I meant to tell you that in amongst all this travelling I'm making time to nip over to New York once a day at the moment.
Just occasionally I heed what Susan Hill says and read one of her recommends...just occasionally.
Ages ago there was a fine anecdotal tribute on her blog following the death of Grace Paley and I took note.
One thing leads to another.
That chance e mail from Glad Day Books offering a book to review.
I followed it up and the copy of Edges O Israel O Palestine by Leora Skulkin Smith arrived in a huge lorry via Fedex .
These FedEx lorries make such an effort to find us I feel duty-bound to return the effort by reading the books they deliver.Cheery drivers who are way off their normal routes but never moan, unlike others who greet you as you open the door with some remark about 'the middle of bloody nowhere this'.
Background reading on Glad Day Books and with it the information that they had been backed by Grace Paley.
I really should read her short stories I think.
So on January 1st I embarked on a Paley-A-Day and they have proved the perfect counter-balance to any over-indulgence in Max Sebald or Joseph Roth melancholy, in fact one a day is hardly enough because they are often side-splittingly funny.I want to gorge on the complete top tray and sneak the caramels off the bottom tray too, but I'm being very very good and sticking to the prescribed one a day and it keeps me chuckling until the next one.

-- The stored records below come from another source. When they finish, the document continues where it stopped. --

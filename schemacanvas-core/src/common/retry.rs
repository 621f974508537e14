use std::future::Future;
use std::time::Duration;

use tracing::warn;

use crate::errors::SchemaResult;

/// How often a unit of work is re-run after a transient store failure
#[derive(Debug, Clone, Copy, PartialEq, Eq)]
pub struct RetryPolicy {
    pub max_retries: u32,
    pub backoff: Duration,
}

impl RetryPolicy {
    pub fn new(max_retries: u32, backoff: Duration) -> Self {
        Self {
            max_retries,
            backoff,
        }
    }

    pub fn none() -> Self {
        Self::new(0, Duration::ZERO)
    }
}

impl Default for RetryPolicy {
    fn default() -> Self {
        Self::new(2, Duration::from_millis(20))
    }
}

/// Run `attempt` until it succeeds, fails with a non-transient error, or the
/// policy is exhausted. Each attempt must open its own transaction so that it
/// re-reads fresh state.
pub async fn with_retry<T, F, Fut>(
    policy: &RetryPolicy,
    operation: &str,
    mut attempt: F,
) -> SchemaResult<T>
where
    F: FnMut() -> Fut,
    Fut: Future<Output = SchemaResult<T>>,
{
    let mut retries = 0;
    loop {
        match attempt().await {
            Err(err) if err.is_retryable() && retries < policy.max_retries => {
                retries += 1;
                warn!(
                    "Transient store failure during {} (retry {}/{}): {}",
                    operation, retries, policy.max_retries, err
                );
                tokio::time::sleep(policy.backoff * retries).await;
            }
            Err(err) => return Err(err.with_operation(operation)),
            Ok(value) => return Ok(value),
        }
    }
}

#[cfg(test)]
mod tests {
    use super::*;
    use crate::errors::SchemaError;
    use sea_orm::{DbErr, RuntimeErr};
    use std::sync::atomic::{AtomicU32, Ordering};

    fn busy() -> SchemaError {
        DbErr::Exec(RuntimeErr::Internal("database is locked".to_string())).into()
    }

    #[tokio::test]
    async fn test_retries_transient_failures() {
        let counter = AtomicU32::new(0);
        let calls = &counter;
        let policy = RetryPolicy::new(3, Duration::ZERO);

        let result = with_retry(&policy, "push entry", move || async move {
            if calls.fetch_add(1, Ordering::SeqCst) < 2 {
                Err(busy())
            } else {
                Ok(7)
            }
        })
        .await;

        assert_eq!(result.expect("should succeed after retries"), 7);
        assert_eq!(calls.load(Ordering::SeqCst), 3);
    }

    #[tokio::test]
    async fn test_gives_up_after_policy_is_exhausted() {
        let counter = AtomicU32::new(0);
        let calls = &counter;
        let policy = RetryPolicy::new(1, Duration::ZERO);

        let result: SchemaResult<()> = with_retry(&policy, "push entry", move || async move {
            calls.fetch_add(1, Ordering::SeqCst);
            Err(busy())
        })
        .await;

        match result {
            Err(SchemaError::StoreFailure { operation, .. }) => assert_eq!(operation, "push entry"),
            other => panic!("unexpected result: {other:?}"),
        }
        assert_eq!(calls.load(Ordering::SeqCst), 2);
    }

    #[tokio::test]
    async fn test_domain_errors_fail_fast() {
        let counter = AtomicU32::new(0);
        let calls = &counter;
        let policy = RetryPolicy::default();
        let result: SchemaResult<()> = with_retry(&policy, "delete column", move || async move {
            calls.fetch_add(1, Ordering::SeqCst);
            Err(SchemaError::invalid("bad input"))
        })
        .await;

        assert!(matches!(result, Err(SchemaError::InvalidArgument(_))));
        assert_eq!(calls.load(Ordering::SeqCst), 1);
    }
}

Sticking in my mind the The Loudest Voice, Jewish immigrant children in New York all cast in their school's nativity play. Shirley Abramovitz gets the lead role because she has the loudest voice and her mother Clara can't quite decide whether she's proud or peeved over it all as she discusses it with Shirley's father Misha,
'You're in America! Clara, you wanted to come here.In Palestine the Arabs would be eating you alive. Europe you had pogroms.Argentina is full of Indians. Here you got Christmas...Some joke, ha?

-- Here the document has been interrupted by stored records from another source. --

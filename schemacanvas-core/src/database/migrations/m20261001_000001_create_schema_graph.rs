use sea_orm_migration::prelude::*;

#[derive(DeriveMigrationName)]
pub struct Migration;

#[async_trait::async_trait]
impl MigrationTrait for Migration {
    async fn up(&self, manager: &SchemaManager) -> Result<(), DbErr> {
        manager
            .create_table(
                Table::create()
                    .table(Projects::Table)
                    .if_not_exists()
                    .col(
                        ColumnDef::new(Projects::Id)
                            .string()
                            .not_null()
                            .primary_key(),
                    )
                    .col(ColumnDef::new(Projects::Name).string().not_null())
                    .col(ColumnDef::new(Projects::OwnerId).string().not_null())
                    .col(ColumnDef::new(Projects::ShareLink).string())
                    .col(ColumnDef::new(Projects::CreatedAt).timestamp().not_null())
                    .col(ColumnDef::new(Projects::UpdatedAt).timestamp().not_null())
                    .to_owned(),
            )
            .await?;

        manager
            .create_index(
                Index::create()
                    .name("idx_projects_owner_id")
                    .table(Projects::Table)
                    .col(Projects::OwnerId)
                    .to_owned(),
            )
            .await?;

        manager
            .create_index(
                Index::create()
                    .name("uq_projects_share_link")
                    .table(Projects::Table)
                    .col(Projects::ShareLink)
                    .unique()
                    .to_owned(),
            )
            .await?;

        manager
            .create_table(
                Table::create()
                    .table(ProjectCollaborators::Table)
                    .if_not_exists()
                    .col(
                        ColumnDef::new(ProjectCollaborators::Id)
                            .string()
                            .not_null()
                            .primary_key(),
                    )
                    .col(ColumnDef::new(ProjectCollaborators::ProjectId).string().not_null())
                    .col(ColumnDef::new(ProjectCollaborators::UserId).string().not_null())
                    .col(ColumnDef::new(ProjectCollaborators::Role).string().not_null())
                    .col(ColumnDef::new(ProjectCollaborators::InvitedBy).string().not_null())
                    .col(
                        ColumnDef::new(ProjectCollaborators::InvitedAt)
                            .timestamp()
                            .not_null(),
                    )
                    .foreign_key(
                        ForeignKey::create()
                            .name("fk_project_collaborators_project_id")
                            .from(ProjectCollaborators::Table, ProjectCollaborators::ProjectId)
                            .to(Projects::Table, Projects::Id),
                    )
                    .to_owned(),
            )
            .await?;

        manager
            .create_index(
                Index::create()
                    .name("idx_project_collaborators_user_id")
                    .table(ProjectCollaborators::Table)
                    .col(ProjectCollaborators::UserId)
                    .to_owned(),
            )
            .await?;

        // Also serves lookups by project_id
        manager
            .create_index(
                Index::create()
                    .name("uq_project_collaborators_project_user")
                    .table(ProjectCollaborators::Table)
                    .col(ProjectCollaborators::ProjectId)
                    .col(ProjectCollaborators::UserId)
                    .unique()
                    .to_owned(),
            )
            .await?;

        manager
            .create_table(
                Table::create()
                    .table(Tables::Table)
                    .if_not_exists()
                    .col(ColumnDef::new(Tables::Id).string().not_null().primary_key())
                    .col(ColumnDef::new(Tables::ProjectId).string().not_null())
                    .col(ColumnDef::new(Tables::Name).string().not_null())
                    .col(ColumnDef::new(Tables::PositionX).double().not_null().default(0.0))
                    .col(ColumnDef::new(Tables::PositionY).double().not_null().default(0.0))
                    .col(ColumnDef::new(Tables::CreatedAt).timestamp().not_null())
                    .col(ColumnDef::new(Tables::UpdatedAt).timestamp().not_null())
                    .foreign_key(
                        ForeignKey::create()
                            .name("fk_tables_project_id")
                            .from(Tables::Table, Tables::ProjectId)
                            .to(Projects::Table, Projects::Id),
                    )
                    .to_owned(),
            )
            .await?;

        manager
            .create_index(
                Index::create()
                    .name("idx_tables_project_id")
                    .table(Tables::Table)
                    .col(Tables::ProjectId)
                    .to_owned(),
            )
            .await?;

        manager
            .create_table(
                Table::create()
                    .table(EnumTypes::Table)
                    .if_not_exists()
                    .col(ColumnDef::new(EnumTypes::Id).string().not_null().primary_key())
                    .col(ColumnDef::new(EnumTypes::ProjectId).string().not_null())
                    .col(ColumnDef::new(EnumTypes::Name).string().not_null())
                    .col(ColumnDef::new(EnumTypes::Values).json().not_null())
                    .col(ColumnDef::new(EnumTypes::CreatedAt).timestamp().not_null())
                    .col(ColumnDef::new(EnumTypes::UpdatedAt).timestamp().not_null())
                    .foreign_key(
                        ForeignKey::create()
                            .name("fk_enum_types_project_id")
                            .from(EnumTypes::Table, EnumTypes::ProjectId)
                            .to(Projects::Table, Projects::Id),
                    )
                    .to_owned(),
            )
            .await?;

        manager
            .create_index(
                Index::create()
                    .name("idx_enum_types_project_id")
                    .table(EnumTypes::Table)
                    .col(EnumTypes::ProjectId)
                    .to_owned(),
            )
            .await?;

        manager
            .create_index(
                Index::create()
                    .name("uq_enum_types_project_name")
                    .table(EnumTypes::Table)
                    .col(EnumTypes::ProjectId)
                    .col(EnumTypes::Name)
                    .unique()
                    .to_owned(),
            )
            .await?;

        manager
            .create_table(
                Table::create()
                    .table(Columns::Table)
                    .if_not_exists()
                    .col(ColumnDef::new(Columns::Id).string().not_null().primary_key())
                    .col(ColumnDef::new(Columns::TableId).string().not_null())
                    .col(ColumnDef::new(Columns::Name).string().not_null())
                    .col(ColumnDef::new(Columns::DataType).string().not_null())
                    .col(ColumnDef::new(Columns::TypeCategory).string().not_null())
                    .col(ColumnDef::new(Columns::IsPrimaryKey).boolean().not_null().default(false))
                    .col(ColumnDef::new(Columns::IsNullable).boolean().not_null().default(true))
                    .col(ColumnDef::new(Columns::IsUnique).boolean().not_null().default(false))
                    .col(ColumnDef::new(Columns::DefaultValue).string())
                    .col(ColumnDef::new(Columns::ArrayBaseType).string())
                    .col(ColumnDef::new(Columns::EnumTypeId).string())
                    .col(ColumnDef::new(Columns::Order).integer().not_null())
                    .col(ColumnDef::new(Columns::CreatedAt).timestamp().not_null())
                    .col(ColumnDef::new(Columns::UpdatedAt).timestamp().not_null())
                    .foreign_key(
                        ForeignKey::create()
                            .name("fk_columns_table_id")
                            .from(Columns::Table, Columns::TableId)
                            .to(Tables::Table, Tables::Id),
                    )
                    .foreign_key(
                        ForeignKey::create()
                            .name("fk_columns_enum_type_id")
                            .from(Columns::Table, Columns::EnumTypeId)
                            .to(EnumTypes::Table, EnumTypes::Id),
                    )
                    .to_owned(),
            )
            .await?;

        manager
            .create_index(
                Index::create()
                    .name("idx_columns_table_id")
                    .table(Columns::Table)
                    .col(Columns::TableId)
                    .to_owned(),
            )
            .await?;

        // Not unique: creation accepts duplicate orders until the next reorder
        manager
            .create_index(
                Index::create()
                    .name("idx_columns_table_order")
                    .table(Columns::Table)
                    .col(Columns::TableId)
                    .col(Columns::Order)
                    .to_owned(),
            )
            .await?;

        manager
            .create_index(
                Index::create()
                    .name("idx_columns_enum_type_id")
                    .table(Columns::Table)
                    .col(Columns::EnumTypeId)
                    .to_owned(),
            )
            .await?;

        manager
            .create_table(
                Table::create()
                    .table(Relationships::Table)
                    .if_not_exists()
                    .col(
                        ColumnDef::new(Relationships::Id)
                            .string()
                            .not_null()
                            .primary_key(),
                    )
                    .col(ColumnDef::new(Relationships::ProjectId).string().not_null())
                    .col(ColumnDef::new(Relationships::SourceTableId).string().not_null())
                    .col(ColumnDef::new(Relationships::SourceColumnId).string().not_null())
                    .col(ColumnDef::new(Relationships::TargetTableId).string().not_null())
                    .col(ColumnDef::new(Relationships::TargetColumnId).string().not_null())
                    .col(ColumnDef::new(Relationships::RelationType).string().not_null())
                    .col(ColumnDef::new(Relationships::JunctionTableId).string())
                    .col(ColumnDef::new(Relationships::CreatedAt).timestamp().not_null())
                    .foreign_key(
                        ForeignKey::create()
                            .name("fk_relationships_project_id")
                            .from(Relationships::Table, Relationships::ProjectId)
                            .to(Projects::Table, Projects::Id),
                    )
                    .foreign_key(
                        ForeignKey::create()
                            .name("fk_relationships_source_column_id")
                            .from(Relationships::Table, Relationships::SourceColumnId)
                            .to(Columns::Table, Columns::Id),
                    )
                    .foreign_key(
                        ForeignKey::create()
                            .name("fk_relationships_target_column_id")
                            .from(Relationships::Table, Relationships::TargetColumnId)
                            .to(Columns::Table, Columns::Id),
                    )
                    .foreign_key(
                        ForeignKey::create()
                            .name("fk_relationships_junction_table_id")
                            .from(Relationships::Table, Relationships::JunctionTableId)
                            .to(Tables::Table, Tables::Id),
                    )
                    .to_owned(),
            )
            .await?;

        for (name, column) in [
            ("idx_relationships_project_id", Relationships::ProjectId),
            ("idx_relationships_source_table_id", Relationships::SourceTableId),
            ("idx_relationships_target_table_id", Relationships::TargetTableId),
            ("idx_relationships_source_column_id", Relationships::SourceColumnId),
            ("idx_relationships_target_column_id", Relationships::TargetColumnId),
            ("idx_relationships_junction_table_id", Relationships::JunctionTableId),
        ] {
            manager
                .create_index(
                    Index::create()
                        .name(name)
                        .table(Relationships::Table)
                        .col(column)
                        .to_owned(),
                )
                .await?;
        }

        Ok(())
    }

    async fn down(&self, manager: &SchemaManager) -> Result<(), DbErr> {
        manager
            .drop_table(Table::drop().table(Relationships::Table).to_owned())
            .await?;
        manager
            .drop_table(Table::drop().table(Columns::Table).to_owned())
            .await?;
        manager
            .drop_table(Table::drop().table(EnumTypes::Table).to_owned())
            .await?;
        manager
            .drop_table(Table::drop().table(Tables::Table).to_owned())
            .await?;
        manager
            .drop_table(Table::drop().table(ProjectCollaborators::Table).to_owned())
            .await?;
        manager
            .drop_table(Table::drop().table(Projects::Table).to_owned())
            .await
    }
}

#[derive(DeriveIden)]
enum Projects {
    Table,
    Id,
    Name,
    OwnerId,
    ShareLink,
    CreatedAt,
    UpdatedAt,
}

#[derive(DeriveIden)]
enum ProjectCollaborators {
    Table,
    Id,
    ProjectId,
    UserId,
    Role,
    InvitedBy,
    InvitedAt,
}

#[derive(DeriveIden)]
enum Tables {
    Table,
    Id,
    ProjectId,
    Name,
    PositionX,
    PositionY,
    CreatedAt,
    UpdatedAt,
}

#[derive(DeriveIden)]
enum EnumTypes {
    Table,
    Id,
    ProjectId,
    Name,
    Values,
    CreatedAt,
    UpdatedAt,
}

#[derive(DeriveIden)]
enum Columns {
    Table,
    Id,
    TableId,
    Name,
    DataType,
    TypeCategory,
    IsPrimaryKey,
    IsNullable,
    IsUnique,
    DefaultValue,
    ArrayBaseType,
    EnumTypeId,
    Order,
    CreatedAt,
    UpdatedAt,
}

#[derive(DeriveIden)]
enum Relationships {
    Table,
    Id,
    ProjectId,
    SourceTableId,
    SourceColumnId,
    TargetTableId,
    TargetColumnId,
    RelationType,
    JunctionTableId,
    CreatedAt,
}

Very funny, Misha, what is becoming of you? If we come to a new country a long time ago to run away from tyrants, and instead we fall into a creeping pogrom, that our children learn a lot of lies, so what's the joke?'
But proud enough to shut the window at night just in case Shirley were to catch tonsillitis and be unable to perform.
Grace Paley says about herself,
'I was a woman writing at the early moment when the small drops of worried resentment and noble rage, were secretly, slowly building into the second wave of the women's movement. I didn't know my usefulness in this accumulation'
So when you come to a story that begins,
'My husband gave me a broom one Christmas. This wasn't right. No one can tell me it was meant kindly.'
You start to realize you are in for a treat and can't wait to get onto the one that begins
'There were two husbands disappointed by eggs.
I don't like them that way either, I said. Make your own eggs.They sighed in unison. One man was livid; one was pallid'
Then suddenly in the midst of it all a story, just two pages long and doused in sorrow,
'Two weeks before Christmas, Ellen called me and said, 'Faith, I'm dying.' That week I was dying too.'
But like all of her writing, nuggets of life with that kernel of Grace secreted right in the centre.No matter how dire the situation you know that Grace Paley always allows herself that nod to the funny side of life, and you are allowed to smile in spite of it all.
Erica Wagner gets the back cover quote on this Virago edition and I like it, she says of Grace Paley
'the rhythms of New York City pulse through her writing...she listens to literature and street language, and she blends them perfectly.'
For those of us who have never visited New York City other than from an armchair, but will one day, this book is a fabulous treat and is making light work of my 'short story a day' resolution for this coming year.
Where I go once these are finished is anybody's guess but it might just be Russia.